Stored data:
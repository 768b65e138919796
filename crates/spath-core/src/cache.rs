//! In-memory cache of resolved names.
//!
//! Keys are normalized logical names (see [`cache_key`]); values record the
//! absolute path a name resolved to and whether it is a directory. The store
//! has its own reader/writer lock, independent of whatever guards the list
//! of search directories.

use parking_lot::RwLock;
use std::collections::HashMap;
use std::path::PathBuf;

/// Raw map type handed to [`CacheStore::batch`].
pub type CacheMap = HashMap<String, CacheEntry>;

/// A resolved search result.
#[derive(Debug, Clone, PartialEq, Eq)]
pub struct CacheEntry {
    /// Absolute path of the file or directory.
    pub path: PathBuf,
    /// Whether the path is a directory.
    pub is_dir: bool,
}

impl CacheEntry {
    pub fn new(path: PathBuf, is_dir: bool) -> Self {
        Self { path, is_dir }
    }
}

/// Normalizes a logical name into the cache key format.
///
/// Keys always start with `/` and never end with one. Empty and `.`
/// components are dropped, so `""`, `"."` and `"./"` all map to `/`,
/// and `"./a//b/"` maps to `/a/b`. `..` removes the previous component;
/// a name that climbs above the root has no key and returns `None`.
pub fn cache_key(name: &str) -> Option<String> {
    #[cfg(windows)]
    let name = name.replace('\\', "/");
    #[cfg(windows)]
    let name = name.as_str();

    let mut parts: Vec<&str> = Vec::new();
    for part in name.split('/') {
        match part {
            "" | "." => {}
            ".." => {
                parts.pop()?;
            }
            _ => parts.push(part),
        }
    }
    if parts.is_empty() {
        return Some("/".to_string());
    }

    let mut key = String::with_capacity(name.len() + 1);
    for part in parts {
        key.push('/');
        key.push_str(part);
    }
    Some(key)
}

/// Returns true if `key` is `parent` or a descendant of it.
pub fn key_within(key: &str, parent: &str) -> bool {
    if parent == "/" {
        return true;
    }
    key == parent
        || (key.len() > parent.len()
            && key.starts_with(parent)
            && key.as_bytes()[parent.len()] == b'/')
}

/// Removes `prefix` and every key below it from `entries`.
///
/// Returns the removed keys.
pub fn remove_prefix(entries: &mut CacheMap, prefix: &str) -> Vec<String> {
    let removed: Vec<String> = entries
        .keys()
        .filter(|key| key_within(key, prefix))
        .cloned()
        .collect();
    for key in &removed {
        entries.remove(key);
    }
    removed
}

/// Thread-safe map from cache key to [`CacheEntry`].
#[derive(Debug, Default)]
pub struct CacheStore {
    entries: RwLock<CacheMap>,
}

impl CacheStore {
    /// Creates an empty store.
    pub fn new() -> Self {
        Self::default()
    }

    /// Looks up a key. The key is expected to be normalized already.
    pub fn get(&self, key: &str) -> Option<CacheEntry> {
        self.entries.read().get(key).cloned()
    }

    /// Inserts or replaces an entry.
    pub fn set(&self, key: String, entry: CacheEntry) {
        self.entries.write().insert(key, entry);
    }

    /// Merges many entries under one write lock, keeping existing keys.
    ///
    /// Returns the number of entries inserted.
    pub fn extend_if_absent(&self, items: impl IntoIterator<Item = (String, CacheEntry)>) -> usize {
        let mut entries = self.entries.write();
        let mut inserted = 0;
        for (key, entry) in items {
            if let std::collections::hash_map::Entry::Vacant(slot) = entries.entry(key) {
                slot.insert(entry);
                inserted += 1;
            }
        }
        inserted
    }

    pub fn remove(&self, key: &str) -> Option<CacheEntry> {
        self.entries.write().remove(key)
    }

    pub fn clear(&self) {
        self.entries.write().clear();
    }

    pub fn len(&self) -> usize {
        self.entries.read().len()
    }

    pub fn is_empty(&self) -> bool {
        self.entries.read().is_empty()
    }

    /// Returns every key, sorted lexicographically.
    pub fn keys(&self) -> Vec<String> {
        let mut keys: Vec<String> = self.entries.read().keys().cloned().collect();
        keys.sort();
        keys
    }

    /// Runs `f` with exclusive access to the underlying map.
    ///
    /// Used for multi-key updates that must not interleave with other
    /// writers, such as applying a filesystem change event.
    pub fn batch<R>(&self, f: impl FnOnce(&mut CacheMap) -> R) -> R {
        f(&mut self.entries.write())
    }
}

#[cfg(test)]
mod tests {
    use super::*;

    fn file(path: &str) -> CacheEntry {
        CacheEntry::new(path.into(), false)
    }

    fn dir(path: &str) -> CacheEntry {
        CacheEntry::new(path.into(), true)
    }

    fn key(name: &str) -> String {
        cache_key(name).unwrap()
    }

    #[test]
    fn test_cache_key_normalization() {
        assert_eq!(key(""), "/");
        assert_eq!(key("/"), "/");
        assert_eq!(key("."), "/");
        assert_eq!(key("./"), "/");
        assert_eq!(key("a.txt"), "/a.txt");
        assert_eq!(key("a.txt/"), "/a.txt");
        assert_eq!(key("/a/b/"), "/a/b");
        assert_eq!(key("./a//b/./c"), "/a/b/c");
        // Dotfiles keep their leading dot.
        assert_eq!(key(".env"), "/.env");
    }

    #[test]
    fn test_cache_key_parent_components() {
        assert_eq!(key("sub/../f.txt"), "/f.txt");
        assert_eq!(key("a/b/../../c"), "/c");
        assert_eq!(key("a/.."), "/");
        assert_eq!(key("..."), "/...");

        assert_eq!(cache_key(".."), None);
        assert_eq!(cache_key("../f.txt"), None);
        assert_eq!(cache_key("a/../../f.txt"), None);
    }

    #[test]
    fn test_key_within() {
        assert!(key_within("/a", "/a"));
        assert!(key_within("/a/b", "/a"));
        assert!(!key_within("/ab", "/a"));
        assert!(key_within("/anything", "/"));
    }

    #[test]
    fn test_extend_if_absent() {
        let store = CacheStore::new();
        store.set("/a".into(), dir("/one/a"));

        let inserted = store.extend_if_absent(vec![
            ("/a".to_string(), dir("/two/a")),
            ("/b".to_string(), file("/two/b")),
        ]);

        assert_eq!(inserted, 1);
        assert_eq!(store.get("/a").unwrap().path, PathBuf::from("/one/a"));
        assert!(store.get("/b").is_some());

        store.set("/a".into(), dir("/two/a"));
        assert_eq!(store.get("/a").unwrap().path, PathBuf::from("/two/a"));
    }

    #[test]
    fn test_remove_prefix() {
        let store = CacheStore::new();
        store.set("/a".into(), dir("/r/a"));
        store.set("/a/b".into(), dir("/r/a/b"));
        store.set("/a/b/c.txt".into(), file("/r/a/b/c.txt"));
        store.set("/ab".into(), file("/r/ab"));

        let mut removed = store.batch(|entries| remove_prefix(entries, "/a/b"));
        removed.sort();
        assert_eq!(removed, vec!["/a/b", "/a/b/c.txt"]);
        assert_eq!(store.keys(), vec!["/a", "/ab"]);

        // Sibling names sharing a prefix stay.
        assert_eq!(store.batch(|entries| remove_prefix(entries, "/a")), vec!["/a"]);
        assert_eq!(store.keys(), vec!["/ab"]);
        assert!(store.batch(|entries| remove_prefix(entries, "/missing")).is_empty());
    }

    #[test]
    fn test_keys_sorted_and_remove() {
        let store = CacheStore::new();
        store.set("/b".into(), file("/r/b"));
        store.set("/a/c".into(), file("/r/a/c"));
        store.set("/a".into(), dir("/r/a"));

        assert_eq!(store.keys(), vec!["/a", "/a/c", "/b"]);
        assert_eq!(store.len(), 3);

        assert!(store.remove("/a/c").is_some());
        assert!(store.remove("/a/c").is_none());
        assert!(store.get("/a/c").is_none());

        store.clear();
        assert!(store.is_empty());
    }

    #[test]
    fn test_batch_updates_under_one_lock() {
        let store = CacheStore::new();
        store.set("/gone".into(), file("/r/gone"));

        let removed = store.batch(|entries| {
            entries.insert("/new".into(), file("/r/new"));
            remove_prefix(entries, "/gone")
        });

        assert_eq!(removed, vec!["/gone"]);
        assert_eq!(store.keys(), vec!["/new"]);
    }
}
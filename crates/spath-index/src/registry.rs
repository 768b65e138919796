//! Process-wide index instances keyed by root path.

use once_cell::sync::{Lazy, OnceCell};
use parking_lot::RwLock;
use std::collections::HashMap;
use std::sync::Arc;
use tracing::debug;

use crate::index::{SearchHit, SearchIndex};

static INSTANCES: Lazy<Registry> = Lazy::new(Registry::new);

/// Lazily built indexes, one per key.
///
/// The map lock is only held long enough to find or insert a key's slot;
/// building an index happens inside that slot, so lookups of other keys
/// never wait on it. Concurrent first requests for the same key all get
/// the instance built by whichever of them ran the constructor.
#[derive(Default)]
pub struct Registry {
    instances: RwLock<HashMap<String, Arc<OnceCell<Arc<SearchIndex>>>>>,
}

impl Registry {
    pub fn new() -> Self {
        Self::default()
    }

    /// Returns the index for `root`, building it with `init` on first use.
    ///
    /// An empty `root` is treated as `/`. `init` receives the normalized key.
    pub fn get_or_insert_with<F>(&self, root: &str, init: F) -> Arc<SearchIndex>
    where
        F: FnOnce(&str) -> SearchIndex,
    {
        let key = if root.is_empty() { "/" } else { root };

        let existing = self.instances.read().get(key).cloned();
        let slot = match existing {
            Some(slot) => slot,
            None => self
                .instances
                .write()
                .entry(key.to_string())
                .or_default()
                .clone(),
        };

        slot.get_or_init(|| {
            debug!("Creating search index for {}", key);
            Arc::new(init(key))
        })
        .clone()
    }

    pub fn len(&self) -> usize {
        self.instances.read().len()
    }

    pub fn is_empty(&self) -> bool {
        self.instances.read().is_empty()
    }

    /// Forgets every instance. Indexes already handed out stay usable.
    pub fn clear(&self) {
        self.instances.write().clear();
    }
}

/// Returns the shared index for `root`.
///
/// The `cache` flag only matters on the first call for a given root;
/// later calls get the existing instance whatever they pass.
pub fn get(root: &str, cache: bool) -> Arc<SearchIndex> {
    INSTANCES.get_or_insert_with(root, |key| SearchIndex::new(key, cache))
}

/// Searches `name` under `root` without caching.
///
/// `root` should be absolute; it is used as the registry key as given.
pub fn search(root: &str, name: &str, index_files: &[&str]) -> Option<SearchHit> {
    get(root, false).search(name, index_files)
}

/// Searches `name` under `root` using a cached index.
///
/// The first call for a root scans it completely.
pub fn search_with_cache(root: &str, name: &str, index_files: &[&str]) -> Option<SearchHit> {
    get(root, true).search(name, index_files)
}

/// Drops all shared instances, mainly for tests.
pub fn reset_instances() {
    INSTANCES.clear();
}

#[cfg(test)]
mod tests {
    use super::*;
    use std::fs;
    use std::sync::atomic::{AtomicUsize, Ordering};
    use std::sync::Barrier;
    use std::thread;
    use tempfile::tempdir;

    #[test]
    fn test_concurrent_first_use_builds_once() {
        let registry = Arc::new(Registry::new());
        let built = Arc::new(AtomicUsize::new(0));
        let barrier = Arc::new(Barrier::new(16));

        let handles: Vec<_> = (0..16)
            .map(|_| {
                let registry = Arc::clone(&registry);
                let built = Arc::clone(&built);
                let barrier = Arc::clone(&barrier);
                thread::spawn(move || {
                    barrier.wait();
                    registry.get_or_insert_with("/root", |key| {
                        built.fetch_add(1, Ordering::SeqCst);
                        thread::sleep(std::time::Duration::from_millis(20));
                        SearchIndex::new(key, false)
                    })
                })
            })
            .collect();

        let instances: Vec<Arc<SearchIndex>> =
            handles.into_iter().map(|h| h.join().unwrap()).collect();

        assert_eq!(built.load(Ordering::SeqCst), 1);
        assert!(instances.iter().all(|i| Arc::ptr_eq(i, &instances[0])));
        assert_eq!(registry.len(), 1);
    }

    #[test]
    fn test_empty_root_is_slash() {
        let registry = Registry::new();
        let a = registry.get_or_insert_with("", |key| {
            assert_eq!(key, "/");
            SearchIndex::new("", false)
        });
        let b = registry.get_or_insert_with("/", |_| unreachable!());
        assert!(Arc::ptr_eq(&a, &b));
    }

    #[test]
    fn test_clear_forgets_instances() {
        let registry = Registry::new();
        let a = registry.get_or_insert_with("/a", |_| SearchIndex::new("", false));
        registry.clear();
        assert!(registry.is_empty());

        let b = registry.get_or_insert_with("/a", |_| SearchIndex::new("", false));
        assert!(!Arc::ptr_eq(&a, &b));
    }

    #[test]
    fn test_first_cache_flag_wins() {
        let dir = tempdir().unwrap();
        let root = dir.path().canonicalize().unwrap();
        let key = root.to_str().unwrap();

        let first = get(key, true);
        let second = get(key, false);
        assert!(Arc::ptr_eq(&first, &second));
        assert!(second.is_cached());
    }

    #[test]
    fn test_package_search_helpers() {
        let dir = tempdir().unwrap();
        let root = dir.path().canonicalize().unwrap();
        fs::create_dir(root.join("docs")).unwrap();
        fs::write(root.join("docs/index.html"), "<html/>").unwrap();

        let plain_root = root.to_str().unwrap().to_string();
        let hit = search(&plain_root, "docs", &["index.html"]).unwrap();
        assert_eq!(hit.path, root.join("docs/index.html"));
        assert!(!hit.is_dir);

        // A different key so the cached variant gets its own instance.
        let cached_root = format!("{}/", plain_root);
        let hit = search_with_cache(&cached_root, "docs", &[]).unwrap();
        assert_eq!(hit.path, root.join("docs"));
        assert!(hit.is_dir);
        assert!(search_with_cache(&cached_root, "missing", &[]).is_none());
    }
}
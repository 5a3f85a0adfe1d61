//! Picks CSV loading
//!
//! Pick sheets come from several sources with different header names. Each
//! field has a prioritized alias list that is resolved once per file into a
//! `ColumnMap`; rows are then parsed into typed `Pick` records.

use chrono::NaiveDate;
use csv::StringRecord;
use serde::{Deserialize, Serialize};
use std::fs::File;
use std::io::Read;
use std::path::Path;
use tracing::debug;

use crate::error::DataError;

const DATE_ALIASES: &[&str] = &["Date", "Game Date", "Event Date"];
const SELECTION_ALIASES: &[&str] = &["Pick", "Selection", "Team"];
const SPORT_ALIASES: &[&str] = &["Sport", "League"];
const ODDS_ALIASES: &[&str] = &["American Odds", "Odds (Am)", "Odds"];
const PROBABILITY_ALIASES: &[&str] = &["Model Prob", "Win Prob", "Probability"];
const RESULT_ALIASES: &[&str] = &["Result", "Outcome"];
const UNITS_ALIASES: &[&str] = &["Units", "Stake"];

const DATE_FORMATS: &[&str] = &["%Y-%m-%d", "%m/%d/%Y"];

/// Settlement state of a pick
#[derive(Debug, Clone, Copy, PartialEq, Eq, Serialize, Deserialize)]
pub enum PickResult {
    Win,
    Loss,
    Push,
    Pending,
}

impl PickResult {
    fn parse(raw: &str) -> Option<Self> {
        match raw.trim().to_lowercase().as_str() {
            "" | "pending" | "tbd" => Some(PickResult::Pending),
            "w" | "win" | "won" => Some(PickResult::Win),
            "l" | "loss" | "lost" => Some(PickResult::Loss),
            "p" | "push" => Some(PickResult::Push),
            _ => None,
        }
    }
}

/// Pick record loaded from CSV
#[derive(Debug, Clone, PartialEq, Serialize, Deserialize)]
pub struct Pick {
    pub date: NaiveDate,
    pub sport: Option<String>,
    pub selection: String,
    pub american_odds: Option<f64>,
    pub probability: Option<f64>,
    pub result: PickResult,
    pub units: f64,
}

/// Column positions resolved from the header row
#[derive(Debug, Clone, Copy, PartialEq, Eq)]
pub struct ColumnMap {
    pub date: usize,
    pub selection: usize,
    pub sport: Option<usize>,
    pub odds: Option<usize>,
    pub probability: Option<usize>,
    pub result: Option<usize>,
    pub units: Option<usize>,
}

fn find_column(headers: &StringRecord, aliases: &[&str]) -> Option<usize> {
    aliases.iter().find_map(|alias| {
        headers
            .iter()
            .position(|h| h.trim().eq_ignore_ascii_case(alias))
    })
}

impl ColumnMap {
    pub fn from_headers(headers: &StringRecord) -> Result<Self, DataError> {
        let map = Self {
            date: find_column(headers, DATE_ALIASES).ok_or(DataError::MissingColumn("date"))?,
            selection: find_column(headers, SELECTION_ALIASES)
                .ok_or(DataError::MissingColumn("selection"))?,
            sport: find_column(headers, SPORT_ALIASES),
            odds: find_column(headers, ODDS_ALIASES),
            probability: find_column(headers, PROBABILITY_ALIASES),
            result: find_column(headers, RESULT_ALIASES),
            units: find_column(headers, UNITS_ALIASES),
        };

        debug!(?map, "Resolved pick columns");
        Ok(map)
    }

    /// Parse one data row (`row` is 1-based, header excluded)
    pub fn parse_record(&self, row: usize, record: &StringRecord) -> Result<Pick, DataError> {
        let field = |idx: Option<usize>| {
            idx.and_then(|i| record.get(i))
                .map(str::trim)
                .filter(|s| !s.is_empty())
        };
        let invalid = |column: &'static str, value: &str| DataError::InvalidField {
            row,
            column,
            value: value.to_string(),
        };

        let raw_date = field(Some(self.date)).unwrap_or_default();
        let date = parse_date(raw_date).ok_or_else(|| invalid("date", raw_date))?;

        let selection = field(Some(self.selection))
            .ok_or_else(|| invalid("selection", ""))?
            .to_string();

        let american_odds = match field(self.odds) {
            Some(raw) => Some(parse_american(raw).ok_or_else(|| invalid("odds", raw))?),
            None => None,
        };

        let probability = match field(self.probability) {
            Some(raw) => Some(parse_probability(raw).ok_or_else(|| invalid("probability", raw))?),
            None => None,
        };

        let result = match field(self.result) {
            Some(raw) => PickResult::parse(raw).ok_or_else(|| invalid("result", raw))?,
            None => PickResult::Pending,
        };

        let units = match field(self.units) {
            Some(raw) => raw
                .parse::<f64>()
                .ok()
                .filter(|u| u.is_finite() && *u >= 0.0)
                .ok_or_else(|| invalid("units", raw))?,
            None => 1.0,
        };

        Ok(Pick {
            date,
            sport: field(self.sport).map(str::to_string),
            selection,
            american_odds,
            probability,
            result,
            units,
        })
    }
}

fn parse_date(raw: &str) -> Option<NaiveDate> {
    DATE_FORMATS
        .iter()
        .find_map(|fmt| NaiveDate::parse_from_str(raw, fmt).ok())
}

/// Parse "+150", "-110" or "150"; 0 is not a price
fn parse_american(raw: &str) -> Option<f64> {
    let value: f64 = raw.trim_start_matches('+').parse().ok()?;
    if value == 0.0 || !value.is_finite() {
        return None;
    }
    Some(value)
}

/// Parse "0.55", "55" or "55%" into a fraction
///
/// Bare numbers up to and including 1 are already fractions, so "1" is 100%
/// while "1.5" is 1.5%. Percentages at or below 1% need the `%` suffix.
fn parse_probability(raw: &str) -> Option<f64> {
    let percent = raw.ends_with('%');
    let value: f64 = raw.trim_end_matches('%').trim().parse().ok()?;
    let value = if percent || value > 1.0 {
        value / 100.0
    } else {
        value
    };

    (0.0..=1.0).contains(&value).then_some(value)
}

/// Loader for pick sheets exported as CSV
pub struct PickLoader;

impl PickLoader {
    /// Load picks from a CSV file
    pub fn load<P: AsRef<Path>>(path: P) -> Result<Vec<Pick>, DataError> {
        let file = File::open(path.as_ref())?;
        Self::from_reader(file)
    }

    /// Load picks from any CSV reader
    pub fn from_reader<R: Read>(reader: R) -> Result<Vec<Pick>, DataError> {
        let mut csv_reader = csv::ReaderBuilder::new()
            .flexible(true)
            .trim(csv::Trim::All)
            .from_reader(reader);

        let columns = ColumnMap::from_headers(csv_reader.headers()?)?;

        let mut picks = Vec::new();
        for (i, record) in csv_reader.records().enumerate() {
            let record = record?;
            if record.iter().all(|f| f.trim().is_empty()) {
                continue;
            }
            picks.push(columns.parse_record(i + 1, &record)?);
        }

        debug!(count = picks.len(), "Loaded picks");
        Ok(picks)
    }
}

#[cfg(test)]
mod tests {
    use super::*;

    #[test]
    fn test_column_aliases_resolved_by_priority() {
        let headers = StringRecord::from(vec!["Game Date", "Team", "Odds", "Odds (Am)", "Win Prob"]);
        let map = ColumnMap::from_headers(&headers).unwrap();

        assert_eq!(map.date, 0);
        assert_eq!(map.selection, 1);
        // "Odds (Am)" outranks plain "Odds"
        assert_eq!(map.odds, Some(3));
        assert_eq!(map.probability, Some(4));
        assert_eq!(map.result, None);
    }

    #[test]
    fn test_missing_required_column() {
        let headers = StringRecord::from(vec!["Pick", "Odds"]);
        assert!(matches!(
            ColumnMap::from_headers(&headers),
            Err(DataError::MissingColumn("date"))
        ));
    }

    #[test]
    fn test_load_picks_from_reader() {
        let csv = "\
Date,Sport,Pick,American Odds,Model Prob,Result,Units
2024-04-01,MLB,Yankees ML,+120,0.52,W,1
04/02/2024,NBA,Celtics -4.5,-110,55%,L,2
2024-04-03,NHL,Bruins ML,-135,,Push,
2024-04-04,MLB,Red Sox ML,,,,
";
        let picks = PickLoader::from_reader(csv.as_bytes()).unwrap();

        assert_eq!(picks.len(), 4);
        assert_eq!(picks[0].american_odds, Some(120.0));
        assert_eq!(picks[0].result, PickResult::Win);
        assert_eq!(picks[1].date, NaiveDate::from_ymd_opt(2024, 4, 2).unwrap());
        assert!((picks[1].probability.unwrap() - 0.55).abs() < 1e-9);
        assert_eq!(picks[1].units, 2.0);
        assert_eq!(picks[2].result, PickResult::Push);
        assert_eq!(picks[2].probability, None);
        assert_eq!(picks[2].units, 1.0);
        assert_eq!(picks[3].result, PickResult::Pending);
        assert_eq!(picks[3].american_odds, None);
        assert_eq!(picks[3].sport.as_deref(), Some("MLB"));
    }

    #[test]
    fn test_invalid_odds_reports_row() {
        let csv = "Date,Pick,Odds\n2024-04-01,Yankees,+120\n2024-04-02,Mets,0\n";
        let err = PickLoader::from_reader(csv.as_bytes()).unwrap_err();

        match err {
            DataError::InvalidField { row, column, value } => {
                assert_eq!(row, 2);
                assert_eq!(column, "odds");
                assert_eq!(value, "0");
            }
            other => panic!("unexpected error: {}", other),
        }
    }

    #[test]
    fn test_invalid_date() {
        let csv = "Date,Pick\nyesterday,Yankees\n";
        assert!(PickLoader::from_reader(csv.as_bytes()).is_err());
    }

    #[test]
    fn test_parse_probability() {
        assert_eq!(parse_probability("0.5"), Some(0.5));
        assert_eq!(parse_probability("62.5"), Some(0.625));
        assert_eq!(parse_probability("40%"), Some(0.4));
        assert_eq!(parse_probability("1"), Some(1.0));
        assert_eq!(parse_probability("1.5"), Some(0.015));
        assert_eq!(parse_probability("1%"), Some(0.01));
        assert_eq!(parse_probability("140"), None);
        assert_eq!(parse_probability("abc"), None);
    }

    #[test]
    fn test_parse_american() {
        assert_eq!(parse_american("+150"), Some(150.0));
        assert_eq!(parse_american("-110"), Some(-110.0));
        assert_eq!(parse_american("0"), None);
        assert_eq!(parse_american("EVEN"), None);
    }

    #[test]
    fn test_pick_result_parse() {
        assert_eq!(PickResult::parse("Won"), Some(PickResult::Win));
        assert_eq!(PickResult::parse("l"), Some(PickResult::Loss));
        assert_eq!(PickResult::parse(""), Some(PickResult::Pending));
        assert_eq!(PickResult::parse("void"), None);
    }
}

## ASSIGNED TASK
If a line in the entries includes the word "below", copy that line out.

## RESPONSE
/// Removes `prefix` and every key below it from `entries`.
/// while "1.5" is 1.5%. Percentages at or below 1% need the `%` suffix.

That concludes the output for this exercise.